* What needs to be done *
When the string "last" appears in a line of the records, show the whole line.

Extracted records
┄┄┄┄┄┄
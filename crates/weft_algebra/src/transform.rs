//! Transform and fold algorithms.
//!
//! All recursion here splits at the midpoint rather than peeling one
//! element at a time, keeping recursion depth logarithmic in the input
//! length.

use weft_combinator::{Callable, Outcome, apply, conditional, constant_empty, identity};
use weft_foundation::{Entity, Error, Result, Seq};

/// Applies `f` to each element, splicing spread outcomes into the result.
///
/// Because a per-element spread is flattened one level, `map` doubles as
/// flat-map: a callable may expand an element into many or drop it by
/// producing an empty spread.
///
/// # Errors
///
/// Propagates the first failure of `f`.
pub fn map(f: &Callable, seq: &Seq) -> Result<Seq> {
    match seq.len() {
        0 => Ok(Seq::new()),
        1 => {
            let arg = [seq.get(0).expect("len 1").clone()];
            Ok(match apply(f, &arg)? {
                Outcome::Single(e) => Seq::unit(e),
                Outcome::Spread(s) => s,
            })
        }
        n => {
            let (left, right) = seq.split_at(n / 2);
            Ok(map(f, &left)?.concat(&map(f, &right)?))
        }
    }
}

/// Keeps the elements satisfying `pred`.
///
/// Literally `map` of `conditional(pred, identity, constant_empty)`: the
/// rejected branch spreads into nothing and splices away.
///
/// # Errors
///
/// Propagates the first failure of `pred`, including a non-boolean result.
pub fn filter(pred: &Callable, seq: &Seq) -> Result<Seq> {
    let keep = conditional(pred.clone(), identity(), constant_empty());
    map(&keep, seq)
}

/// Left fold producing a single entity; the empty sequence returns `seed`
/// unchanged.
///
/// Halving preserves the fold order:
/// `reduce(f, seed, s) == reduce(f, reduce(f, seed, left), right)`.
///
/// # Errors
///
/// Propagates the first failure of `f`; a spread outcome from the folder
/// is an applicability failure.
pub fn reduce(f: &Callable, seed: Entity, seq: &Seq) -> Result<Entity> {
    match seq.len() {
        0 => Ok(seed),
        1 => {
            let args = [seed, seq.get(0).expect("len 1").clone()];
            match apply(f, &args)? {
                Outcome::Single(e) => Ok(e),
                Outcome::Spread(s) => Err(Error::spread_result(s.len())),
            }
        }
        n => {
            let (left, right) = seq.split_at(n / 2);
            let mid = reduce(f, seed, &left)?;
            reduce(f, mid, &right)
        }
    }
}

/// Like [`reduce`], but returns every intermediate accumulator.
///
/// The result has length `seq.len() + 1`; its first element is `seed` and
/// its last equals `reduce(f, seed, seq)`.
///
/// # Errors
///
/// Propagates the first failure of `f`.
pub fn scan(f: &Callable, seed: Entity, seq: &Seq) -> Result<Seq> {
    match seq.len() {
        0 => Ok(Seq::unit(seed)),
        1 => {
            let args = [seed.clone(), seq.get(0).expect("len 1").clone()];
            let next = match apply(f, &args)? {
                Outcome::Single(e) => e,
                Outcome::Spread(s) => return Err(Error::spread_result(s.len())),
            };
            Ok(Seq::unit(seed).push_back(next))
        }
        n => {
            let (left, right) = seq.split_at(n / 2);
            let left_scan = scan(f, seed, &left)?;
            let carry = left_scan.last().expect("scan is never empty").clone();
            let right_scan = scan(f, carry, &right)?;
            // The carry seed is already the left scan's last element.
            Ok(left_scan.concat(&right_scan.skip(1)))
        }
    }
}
┄┄┄┄┄┄
* Solution for this problem *
/// its last equals `reduce(f, seed, seq)`.
            let carry = left_scan.last().expect("scan is never empty").clone();
            // The carry seed is already the left scan's last element.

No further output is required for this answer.